Task directions —
Each line in the records below that has the word "NotAcceptable" should be copied.

Stored data

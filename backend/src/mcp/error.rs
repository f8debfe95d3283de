//! Errors surfaced to MCP clients.
//!
//! Every variant maps to an HTTP status and a JSON-RPC error code, so the
//! transports can render them as the same `{jsonrpc, error, id: null}`
//! envelope regardless of where they originated.

use axum::http::StatusCode;
use thiserror::Error;

use super::protocol::{error_codes, JsonRpcResponse};

#[derive(Debug, Error)]
pub enum McpError {
    #[error("Parse error: {0}")]
    ParseError(String),

    #[error("Invalid Request: {0}")]
    InvalidRequest(String),

    #[error("Bad Request: No valid session ID provided")]
    NoValidSession,

    #[error("Bad Request: Mcp-Session-Id header is required")]
    SessionIdRequired,

    #[error("Session not found")]
    SessionNotFound,

    #[error("Not Acceptable: {0}")]
    NotAcceptable(&'static str),

    #[error("Unsupported Media Type: Content-Type must be application/json")]
    UnsupportedMediaType,

    #[error("Conflict: Only one SSE stream is allowed per session")]
    StreamConflict,

    /// Details are logged, never sent to the client.
    #[error("Internal server error")]
    Internal(#[source] anyhow::Error),
}

impl McpError {
    pub fn status(&self) -> StatusCode {
        match self {
            McpError::ParseError(_)
            | McpError::InvalidRequest(_)
            | McpError::NoValidSession
            | McpError::SessionIdRequired => StatusCode::BAD_REQUEST,
            McpError::SessionNotFound => StatusCode::NOT_FOUND,
            McpError::NotAcceptable(_) => StatusCode::NOT_ACCEPTABLE,
            McpError::UnsupportedMediaType => StatusCode::UNSUPPORTED_MEDIA_TYPE,
            McpError::StreamConflict => StatusCode::CONFLICT,
            McpError::Internal(_) => StatusCode::INTERNAL_SERVER_ERROR,
        }
    }

    pub fn code(&self) -> i32 {
        match self {
            McpError::ParseError(_) => error_codes::PARSE_ERROR,
            McpError::InvalidRequest(_) => error_codes::INVALID_REQUEST,
            McpError::SessionNotFound => error_codes::SESSION_NOT_FOUND,
            McpError::Internal(_) => error_codes::INTERNAL_ERROR,
            McpError::NoValidSession
            | McpError::SessionIdRequired
            | McpError::NotAcceptable(_)
            | McpError::UnsupportedMediaType
            | McpError::StreamConflict => error_codes::SERVER_ERROR,
        }
    }

    /// The JSON-RPC envelope for this error. The id is always `null`: the
    /// failure happened before any request could be attributed.
    pub fn to_response(&self) -> JsonRpcResponse {
        JsonRpcResponse::error(None, self.code(), self.to_string())
    }
}
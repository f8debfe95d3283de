//! Legacy HTTP+SSE endpoints (protocol 2024-11-05).

use axum::{
    body::Bytes,
    extract::{Query, State},
    http::{HeaderMap, StatusCode},
    response::sse::{Event, Sse},
};
use futures::Stream;
use serde::Deserialize;
use std::convert::Infallible;
use tracing::{debug, info};

use super::mcp::require_json_body;
use crate::mcp::protocol::InboundBatch;
use crate::mcp::McpError;
use crate::state::AppState;

#[derive(Debug, Deserialize)]
pub struct MessagesQuery {
    #[serde(rename = "sessionId")]
    pub session_id: Option<String>,
}

/// GET /sse - Open a session.
///
/// The first event is `endpoint`, naming the URL to POST messages to.
/// Closing the connection ends the session.
pub async fn sse_connect(
    State(state): State<AppState>,
) -> Sse<impl Stream<Item = Result<Event, Infallible>>> {
    let (session_id, body) = state.legacy().connect();
    info!(
        "New legacy SSE client connected: {} (total: {})",
        session_id,
        state.legacy().len()
    );
    Sse::new(body)
}

/// POST /messages?sessionId=<id> - Deliver a message to a session.
///
/// Answers 202 at once; the JSON-RPC response arrives on the session's stream.
pub async fn post_message(
    State(state): State<AppState>,
    Query(query): Query<MessagesQuery>,
    headers: HeaderMap,
    body: Bytes,
) -> Result<(StatusCode, &'static str), McpError> {
    let session_id = query
        .session_id
        .filter(|id| !id.is_empty())
        .ok_or_else(|| McpError::InvalidRequest("sessionId query parameter is required".into()))?;
    require_json_body(&headers)?;

    let batch = InboundBatch::parse(&body)?;
    debug!(
        "Legacy SSE POST: {} message(s), session={}",
        batch.messages.len(),
        session_id
    );
    state.legacy().post(&session_id, batch)?;
    Ok((StatusCode::ACCEPTED, "Accepted"))
}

Exercise result —
    NotAcceptable(&'static str),
            McpError::NotAcceptable(_) => StatusCode::NOT_ACCEPTABLE,
            | McpError::NotAcceptable(_)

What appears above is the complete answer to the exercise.